As Parky opens up further he recalls his wife saying, ‘you’ve changed’ and he agrees.  Things that don’t get talked about fester and then Bell questions whether his inability ‘to talk’ is responsible for his son’s death.  Was his son, with whom he found so different in nature to himself (and who ‘wasn’t a fighter’) ‘trying to prove something to me’?  The regret and soul searching Parky Bell explores regarding the difficult relationship between the two of them, no doubt due to his changed and emotionally defensive personality,  is most moving to watch and you really feel the still-raw sadness, guilt and anger he holds.

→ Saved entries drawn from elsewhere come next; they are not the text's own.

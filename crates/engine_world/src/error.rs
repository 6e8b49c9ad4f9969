//! World-layer error types.

use engine_component::Entity;

use crate::query::QueryId;
use crate::world::WorldId;

/// Errors that can occur while operating on worlds and entities.
///
/// Every variant is detected before any state is mutated, so a failed call
/// leaves the world exactly as it was.
#[derive(Debug, thiserror::Error)]
pub enum WorldError {
    /// No id can be handed out without the cursor passing the world size.
    #[error("max entities reached in world {world}: identifier space of {size} is exhausted")]
    CapacityExhausted {
        /// The world that ran out of identifiers.
        world: WorldId,
        /// The world's identifier-space size.
        size: usize,
    },

    /// A manual-recycling operation was called on an automatic world.
    #[error(
        "cannot flush removed entities of world {world}: enable the `manual_entity_recycling` flag in its WorldConfig"
    )]
    ManualRecyclingDisabled {
        /// The automatic-recycling world.
        world: WorldId,
    },

    /// The entity is not alive in the world.
    #[error("{entity} does not exist in world {world}")]
    EntityNotFound {
        /// The world that was searched.
        world: WorldId,
        /// The missing entity.
        entity: Entity,
    },

    /// The [`Entity::INVALID`] sentinel was passed where a real id is needed.
    #[error("entity is undefined")]
    InvalidEntity,

    /// No world with this id is registered.
    #[error("world {0} not found")]
    WorldNotFound(WorldId),

    /// The query is not registered in the world.
    #[error("query {query} not found in world {world}")]
    QueryNotFound {
        /// The world that was searched.
        world: WorldId,
        /// The missing query.
        query: QueryId,
    },

    /// A recycle threshold outside `0.0..=1.0`.
    #[error("removed recycle threshold must be a fraction in 0..=1, got {0}")]
    InvalidThreshold(f64),

    /// A world size that cannot be addressed by `u32` entity ids.
    #[error("world size {0} exceeds the addressable identifier space")]
    InvalidSize(usize),

    /// A global resize would cut off identifiers a world already issued.
    #[error("cannot resize world {world} to {size}: {cursor} identifiers already issued")]
    ShrinkBelowCursor {
        /// The world whose cursor is past the requested size.
        world: WorldId,
        /// The world's entity cursor.
        cursor: u32,
        /// The requested size.
        size: usize,
    },

    /// Failed to parse a configuration document.
    #[error("invalid configuration: {0}")]
    Config(#[from] serde_json::Error),
}

/// Convenience alias used throughout the crate.
pub type Result<T> = std::result::Result<T, WorldError>;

The Park Keeper makes you question the meaning of life, the values of society and of ‘those in charge’ who make all the important decisions.   These ‘important decisions’ can: shape, influence or determine one’s fate or fortune depending upon your social class and morals.  We learn that the Rowntree family (who were ‘one of them’) most certainly did do-their-bit for the war effort and tragically lost a son.  The gift of the park to the city, in the memory of their employees lost to the war, showed their sound ethics that Parky believes was true to their Quaker background.  As with all brilliant plays, The Park Keeper questions the concepts of ‘hope’ and ‘faith’ in those who run and morally guide the country during his life-time (up to 1942) and it makes you question things today. 

As the play comes to a close we are brought back to Parky Bell’s task at hand, which is to write his retirement speech and the love and respect now felt for this man overflows.  Everything about this play is perfect – from the first-class writing, spectacular delivery of the script by Sean Mckenzie to the astounding beauty of the setting – the park itself.  It makes you think, feel and then think some more and that’s really quite something!